125 Jahre Hesse - Robin Detje memoriert seine "Siddhartha"-Lektüre ("im Schatten von Helmut Schmidt") und stößt auf erschreckende Parallelen zum Zeitgeschehen: "Da weigert sich ein junger Mann immerhin beständig, seinen Lehrern zu trauen, und zeigt selbst Buddha persönlich eine Lücke in dessen Lehre auf, wenn auch demütig. Die Jugend von heute wüsste sich das allerdings zu übersetzen und würde sofort zur Pump Gun greifen. Wehret den Anfängen. Der junge Herr Siddhartha ist auf seine Weise ein Terrorist und Selbstfindungs-Terminator." Ist es nicht ganz erstaunlich, überlegt Detje, "wie viel spirituellen Ehrgeiz der Kollege S. zwecks Erlangung der reinen Ehrgeizlosigkeit aufwenden musste? War er nicht vielleicht doch bloß ein kleiner heiliger Schnösel, den eine Backpfeife von Helmut Schmidt und ein dicker Band Karl Popper wieder auf den richtigen Weg gebracht hätten?"

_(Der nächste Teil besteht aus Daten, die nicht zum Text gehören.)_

#![allow(dead_code)]

use std::str::FromStr;
use std::sync::Arc;

use axum::{
    body::{self, Body},
    http::{Method, Request},
    response::Response,
    Router,
};
use chrono::{DateTime, Utc};
use kiosk_inventory_api::{
    app_router,
    config::AppConfig,
    db::{self, DbConfig},
    entities::{location, lot, product, quantity::Quantity, stock_movement},
    events::{self, EventSender, LoggingEventHandler},
    AppState,
};
use rust_decimal::Decimal;
use sea_orm::{ActiveModelTrait, ColumnTrait, EntityTrait, PaginatorTrait, QueryFilter, Set};
use serde_json::Value;
use tokio::sync::mpsc;
use tower::ServiceExt;
use uuid::Uuid;

/// Helper harness for spinning up the application against an in-memory SQLite database.
pub struct TestApp {
    router: Router,
    pub state: AppState,
    _event_task: tokio::task::JoinHandle<()>,
}

impl TestApp {
    /// Construct a new test application with fresh database state.
    pub async fn new() -> Self {
        let mut cfg = AppConfig::new(
            "sqlite::memory:".to_string(),
            "127.0.0.1".to_string(),
            18_080,
            "test".to_string(),
        );
        // A second connection would open a different in-memory database.
        cfg.db_max_connections = 1;
        cfg.db_min_connections = 1;

        let pool = db::establish_connection_with_config(&DbConfig::from(&cfg))
            .await
            .expect("failed to create test database");
        db::run_migrations(&pool)
            .await
            .expect("failed to run migrations in tests");

        let (event_tx, event_rx) = mpsc::channel(256);
        let event_sender = Arc::new(EventSender::new(event_tx));
        let event_task = tokio::spawn(events::process_events(
            event_rx,
            vec![Arc::new(LoggingEventHandler)],
        ));

        let state = AppState::new(Arc::new(pool), cfg, event_sender);
        let router = app_router(state.clone());

        Self {
            router,
            state,
            _event_task: event_task,
        }
    }

    pub fn db(&self) -> &sea_orm::DatabaseConnection {
        self.state.db.as_ref()
    }

    /// Send a request against the router with optional JSON body and extra headers.
    pub async fn request(
        &self,
        method: Method,
        uri: &str,
        body: Option<Value>,
        headers: &[(&str, &str)],
    ) -> Response {
        let mut builder = Request::builder().method(method).uri(uri);
        for (name, value) in headers {
            builder = builder.header(*name, *value);
        }

        let body = if let Some(json) = body {
            builder = builder.header("content-type", "application/json");
            Body::from(serde_json::to_vec(&json).expect("failed to serialize json request body"))
        } else {
            Body::empty()
        };

        let request = builder.body(body).expect("failed to build request");
        self.router
            .clone()
            .oneshot(request)
            .await
            .expect("router error during test request")
    }

    pub async fn get(&self, uri: &str) -> Response {
        self.request(Method::GET, uri, None, &[]).await
    }

    pub async fn post(&self, uri: &str, body: Value) -> Response {
        self.request(Method::POST, uri, Some(body), &[]).await
    }

    pub async fn seed_product(&self, name: &str) -> product::Model {
        product::ActiveModel {
            id: Set(Uuid::new_v4()),
            name: Set(name.to_string()),
            sku: Set(Some(format!("SKU-{}", name.to_uppercase().replace(' ', "-")))),
            ..Default::default()
        }
        .insert(self.db())
        .await
        .expect("seed product")
    }

    pub async fn seed_location(&self, name: &str) -> location::Model {
        location::ActiveModel {
            id: Set(Uuid::new_v4()),
            name: Set(name.to_string()),
            code: Set(None),
            ..Default::default()
        }
        .insert(self.db())
        .await
        .expect("seed location")
    }

    pub async fn seed_lot(&self, product_id: Uuid, lot_code: &str) -> lot::Model {
        lot::ActiveModel {
            id: Set(Uuid::new_v4()),
            product_id: Set(product_id),
            lot_code: Set(lot_code.to_string()),
            expires_on: Set(None),
            ..Default::default()
        }
        .insert(self.db())
        .await
        .expect("seed lot")
    }

    /// Inserts a ledger row directly, bypassing services. Used to backdate history.
    pub async fn seed_movement(
        &self,
        product_id: Uuid,
        location_id: Uuid,
        lot_id: Uuid,
        movement_type: stock_movement::MovementType,
        quantity: Decimal,
        created_at: DateTime<Utc>,
    ) -> stock_movement::Model {
        stock_movement::ActiveModel {
            id: Set(Uuid::new_v4()),
            product_id: Set(product_id),
            quantity: Set(Quantity::new(quantity).expect("storable quantity")),
            movement_type: Set(movement_type),
            location_id: Set(Some(location_id)),
            lot_id: Set(Some(lot_id)),
            reference: Set(None),
            reason: Set(None),
            created_at: Set(created_at),
        }
        .insert(self.db())
        .await
        .expect("seed movement")
    }

    pub async fn movement_count(&self, product_id: Uuid) -> u64 {
        stock_movement::Entity::find()
            .filter(stock_movement::Column::ProductId.eq(product_id))
            .count(self.db())
            .await
            .expect("count movements")
    }

    pub async fn cached_stock(&self, product_id: Uuid) -> Decimal {
        product::Entity::find_by_id(product_id)
            .one(self.db())
            .await
            .expect("load product")
            .expect("product exists")
            .stock_quantity
            .amount()
    }
}

impl Drop for TestApp {
    fn drop(&mut self) {
        self._event_task.abort();
    }
}

pub async fn response_json(response: Response) -> Value {
    let bytes = body::to_bytes(response.into_body(), usize::MAX)
        .await
        .expect("response body bytes");
    serde_json::from_slice(&bytes).expect("json response")
}

/// Decimals are serialized as strings; compare numerically so scale differences don't matter.
pub fn decimal(value: &Value) -> Decimal {
    match value {
        Value::String(s) => Decimal::from_str(s).expect("decimal string"),
        Value::Number(n) => Decimal::from_str(&n.to_string()).expect("decimal number"),
        other => panic!("expected decimal, got {other}"),
    }
}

Ferner im Sommer-Doppelheft: Ein großes Dossier über Städte mit Texten von Georg Klein, Juan Goytisolo, Ulrike Draesner und vielen anderen. Franz Schuhs Besprechung eines launigen Krimis von Driss Chraïbi, Henning Klüvers Gedanken über die Zusammenhänge von Politik und Literatur in Italien, sowie Nicolas Pethes' Ausführungen zur Wirkungsweise des Medical Thrillers.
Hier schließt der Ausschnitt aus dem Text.